Pick out and copy every line below that has the word "trim".

========================================================================

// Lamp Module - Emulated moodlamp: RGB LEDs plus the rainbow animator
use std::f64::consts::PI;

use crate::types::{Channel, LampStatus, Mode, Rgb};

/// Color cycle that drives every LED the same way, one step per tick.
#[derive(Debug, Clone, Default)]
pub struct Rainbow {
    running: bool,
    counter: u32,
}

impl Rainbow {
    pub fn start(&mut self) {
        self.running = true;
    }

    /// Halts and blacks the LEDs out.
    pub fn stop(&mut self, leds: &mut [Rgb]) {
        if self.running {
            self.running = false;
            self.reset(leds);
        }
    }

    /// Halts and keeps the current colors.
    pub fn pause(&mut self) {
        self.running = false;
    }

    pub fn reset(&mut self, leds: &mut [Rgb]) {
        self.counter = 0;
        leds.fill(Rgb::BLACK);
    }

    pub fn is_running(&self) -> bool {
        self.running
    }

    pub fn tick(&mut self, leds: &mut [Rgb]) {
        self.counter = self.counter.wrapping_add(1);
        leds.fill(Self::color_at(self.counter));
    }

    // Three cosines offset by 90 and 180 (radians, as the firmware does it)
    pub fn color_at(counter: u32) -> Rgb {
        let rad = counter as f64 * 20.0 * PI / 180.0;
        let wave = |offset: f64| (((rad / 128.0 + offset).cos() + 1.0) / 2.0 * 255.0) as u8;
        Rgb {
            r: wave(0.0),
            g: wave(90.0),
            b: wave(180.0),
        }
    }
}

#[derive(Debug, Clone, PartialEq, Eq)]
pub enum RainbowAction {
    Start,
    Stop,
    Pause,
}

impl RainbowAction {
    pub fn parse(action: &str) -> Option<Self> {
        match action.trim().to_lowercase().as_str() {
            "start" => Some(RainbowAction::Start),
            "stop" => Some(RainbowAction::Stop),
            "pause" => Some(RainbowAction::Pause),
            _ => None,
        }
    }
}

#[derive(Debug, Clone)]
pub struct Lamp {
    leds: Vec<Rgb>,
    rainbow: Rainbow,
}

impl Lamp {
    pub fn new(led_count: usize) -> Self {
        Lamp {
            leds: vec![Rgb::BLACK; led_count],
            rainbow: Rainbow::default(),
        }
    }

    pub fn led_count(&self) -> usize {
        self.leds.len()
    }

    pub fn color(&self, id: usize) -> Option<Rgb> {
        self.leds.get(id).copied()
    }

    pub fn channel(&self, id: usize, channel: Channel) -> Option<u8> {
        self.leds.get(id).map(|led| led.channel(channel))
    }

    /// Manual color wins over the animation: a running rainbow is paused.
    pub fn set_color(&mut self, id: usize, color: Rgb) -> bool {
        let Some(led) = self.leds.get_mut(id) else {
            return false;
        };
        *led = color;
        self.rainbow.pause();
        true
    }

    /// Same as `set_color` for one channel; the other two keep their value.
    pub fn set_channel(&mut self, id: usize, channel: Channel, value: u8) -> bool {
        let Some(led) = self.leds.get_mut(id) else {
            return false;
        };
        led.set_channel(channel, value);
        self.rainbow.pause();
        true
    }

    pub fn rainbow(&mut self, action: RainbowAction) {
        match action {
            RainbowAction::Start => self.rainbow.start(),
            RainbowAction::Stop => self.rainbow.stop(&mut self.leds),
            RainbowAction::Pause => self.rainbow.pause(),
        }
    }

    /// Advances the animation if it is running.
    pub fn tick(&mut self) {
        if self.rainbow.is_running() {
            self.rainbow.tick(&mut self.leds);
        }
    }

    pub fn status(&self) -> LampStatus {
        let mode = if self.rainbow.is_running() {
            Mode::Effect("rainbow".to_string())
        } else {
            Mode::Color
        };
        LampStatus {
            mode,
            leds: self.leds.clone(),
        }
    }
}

========================================================================

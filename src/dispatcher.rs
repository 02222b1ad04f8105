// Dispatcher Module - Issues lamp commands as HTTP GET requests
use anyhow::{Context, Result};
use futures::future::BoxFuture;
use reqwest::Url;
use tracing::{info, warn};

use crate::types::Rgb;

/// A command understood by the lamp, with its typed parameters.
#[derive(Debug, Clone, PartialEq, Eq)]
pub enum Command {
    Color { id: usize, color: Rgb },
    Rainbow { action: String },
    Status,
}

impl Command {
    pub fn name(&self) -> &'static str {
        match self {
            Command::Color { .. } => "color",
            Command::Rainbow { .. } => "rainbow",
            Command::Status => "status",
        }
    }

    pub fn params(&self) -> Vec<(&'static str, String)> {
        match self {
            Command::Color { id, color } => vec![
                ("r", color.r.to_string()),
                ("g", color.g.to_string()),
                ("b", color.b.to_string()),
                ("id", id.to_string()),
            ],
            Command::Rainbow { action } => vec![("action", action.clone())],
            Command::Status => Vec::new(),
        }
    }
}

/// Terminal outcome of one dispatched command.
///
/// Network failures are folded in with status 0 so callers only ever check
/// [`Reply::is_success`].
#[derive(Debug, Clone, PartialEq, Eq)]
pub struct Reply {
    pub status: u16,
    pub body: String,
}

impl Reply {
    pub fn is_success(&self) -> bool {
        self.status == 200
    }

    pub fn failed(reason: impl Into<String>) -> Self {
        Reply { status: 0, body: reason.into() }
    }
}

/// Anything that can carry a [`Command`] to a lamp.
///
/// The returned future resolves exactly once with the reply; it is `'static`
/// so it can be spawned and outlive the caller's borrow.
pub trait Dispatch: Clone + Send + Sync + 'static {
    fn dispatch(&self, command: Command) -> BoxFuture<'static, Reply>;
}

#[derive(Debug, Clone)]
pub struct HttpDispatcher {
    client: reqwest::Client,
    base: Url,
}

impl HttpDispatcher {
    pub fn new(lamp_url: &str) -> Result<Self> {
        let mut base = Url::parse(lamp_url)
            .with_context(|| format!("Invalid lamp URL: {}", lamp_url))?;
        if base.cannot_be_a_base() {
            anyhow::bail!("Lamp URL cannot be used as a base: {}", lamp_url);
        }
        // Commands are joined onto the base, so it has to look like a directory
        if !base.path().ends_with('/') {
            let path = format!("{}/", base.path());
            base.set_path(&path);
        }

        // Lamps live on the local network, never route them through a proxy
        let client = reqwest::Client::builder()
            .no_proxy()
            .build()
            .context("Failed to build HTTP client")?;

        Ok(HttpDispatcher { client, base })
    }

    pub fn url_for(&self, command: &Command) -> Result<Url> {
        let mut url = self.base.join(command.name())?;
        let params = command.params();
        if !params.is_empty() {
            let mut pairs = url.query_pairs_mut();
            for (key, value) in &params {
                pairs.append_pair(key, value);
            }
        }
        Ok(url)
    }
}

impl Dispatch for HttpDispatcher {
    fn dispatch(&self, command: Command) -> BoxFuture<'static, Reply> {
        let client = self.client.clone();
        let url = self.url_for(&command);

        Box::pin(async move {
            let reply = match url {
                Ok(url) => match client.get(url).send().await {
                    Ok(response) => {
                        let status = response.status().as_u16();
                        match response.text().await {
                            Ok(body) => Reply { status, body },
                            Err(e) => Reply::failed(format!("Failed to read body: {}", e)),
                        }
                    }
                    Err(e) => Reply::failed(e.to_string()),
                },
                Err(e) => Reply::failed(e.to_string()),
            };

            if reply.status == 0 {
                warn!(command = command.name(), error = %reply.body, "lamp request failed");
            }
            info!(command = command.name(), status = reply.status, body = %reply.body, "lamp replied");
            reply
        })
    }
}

========================================================================

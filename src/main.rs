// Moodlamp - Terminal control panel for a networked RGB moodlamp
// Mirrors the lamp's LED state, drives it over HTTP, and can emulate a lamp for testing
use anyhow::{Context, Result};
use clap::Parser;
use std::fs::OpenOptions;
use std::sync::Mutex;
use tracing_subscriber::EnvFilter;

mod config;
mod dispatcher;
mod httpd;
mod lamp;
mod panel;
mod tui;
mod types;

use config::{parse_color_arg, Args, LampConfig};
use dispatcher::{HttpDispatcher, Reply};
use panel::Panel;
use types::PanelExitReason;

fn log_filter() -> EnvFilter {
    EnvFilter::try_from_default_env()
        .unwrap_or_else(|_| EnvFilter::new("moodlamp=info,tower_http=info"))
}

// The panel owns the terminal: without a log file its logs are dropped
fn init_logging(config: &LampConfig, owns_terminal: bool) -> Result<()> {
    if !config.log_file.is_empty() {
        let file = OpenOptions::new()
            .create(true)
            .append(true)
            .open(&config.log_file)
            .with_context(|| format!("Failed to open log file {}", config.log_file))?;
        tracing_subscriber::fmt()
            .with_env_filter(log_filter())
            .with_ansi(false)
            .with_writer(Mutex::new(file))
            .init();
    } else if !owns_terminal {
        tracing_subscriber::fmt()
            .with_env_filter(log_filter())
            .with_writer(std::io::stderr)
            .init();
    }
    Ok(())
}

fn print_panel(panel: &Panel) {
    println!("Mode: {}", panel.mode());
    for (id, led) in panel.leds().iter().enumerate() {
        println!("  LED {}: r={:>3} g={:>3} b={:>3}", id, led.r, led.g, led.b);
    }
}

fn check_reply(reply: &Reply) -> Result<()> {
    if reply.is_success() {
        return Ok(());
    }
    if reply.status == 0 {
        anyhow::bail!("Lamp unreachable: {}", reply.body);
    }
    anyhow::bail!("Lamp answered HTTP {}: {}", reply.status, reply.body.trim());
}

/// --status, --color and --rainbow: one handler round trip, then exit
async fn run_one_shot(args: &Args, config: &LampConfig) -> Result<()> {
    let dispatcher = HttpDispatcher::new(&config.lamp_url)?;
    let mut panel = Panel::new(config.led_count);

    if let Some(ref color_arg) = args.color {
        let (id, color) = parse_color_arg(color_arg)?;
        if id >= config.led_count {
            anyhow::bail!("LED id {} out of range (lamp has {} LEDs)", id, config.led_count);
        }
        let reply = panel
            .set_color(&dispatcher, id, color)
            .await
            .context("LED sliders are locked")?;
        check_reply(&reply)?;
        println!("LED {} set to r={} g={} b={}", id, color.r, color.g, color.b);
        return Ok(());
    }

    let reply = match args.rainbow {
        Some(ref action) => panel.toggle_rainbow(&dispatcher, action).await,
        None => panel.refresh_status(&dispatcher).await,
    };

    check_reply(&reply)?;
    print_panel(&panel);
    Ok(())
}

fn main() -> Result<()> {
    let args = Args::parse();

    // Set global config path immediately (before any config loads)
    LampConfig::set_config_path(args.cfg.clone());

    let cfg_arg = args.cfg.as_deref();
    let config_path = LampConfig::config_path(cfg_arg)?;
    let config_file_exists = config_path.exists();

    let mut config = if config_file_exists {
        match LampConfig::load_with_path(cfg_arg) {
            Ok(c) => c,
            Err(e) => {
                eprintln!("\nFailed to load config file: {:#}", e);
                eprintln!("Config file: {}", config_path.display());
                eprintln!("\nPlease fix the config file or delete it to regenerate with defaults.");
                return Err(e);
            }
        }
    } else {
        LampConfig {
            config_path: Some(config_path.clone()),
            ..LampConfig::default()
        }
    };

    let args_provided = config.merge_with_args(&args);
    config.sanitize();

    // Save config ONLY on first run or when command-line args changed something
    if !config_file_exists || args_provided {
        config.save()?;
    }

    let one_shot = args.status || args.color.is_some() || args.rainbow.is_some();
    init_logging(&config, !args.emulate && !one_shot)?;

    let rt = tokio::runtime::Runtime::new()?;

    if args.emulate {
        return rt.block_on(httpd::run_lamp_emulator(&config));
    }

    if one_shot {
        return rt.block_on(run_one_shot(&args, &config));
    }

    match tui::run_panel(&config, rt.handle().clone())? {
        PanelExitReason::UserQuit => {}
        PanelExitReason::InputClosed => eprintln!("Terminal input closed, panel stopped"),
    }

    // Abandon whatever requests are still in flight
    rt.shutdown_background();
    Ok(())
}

========================================================================

-- TASK RESULT --
        match action.trim().to_lowercase().as_str() {
    anyhow::bail!("Lamp answered HTTP {}: {}", reply.status, reply.body.trim());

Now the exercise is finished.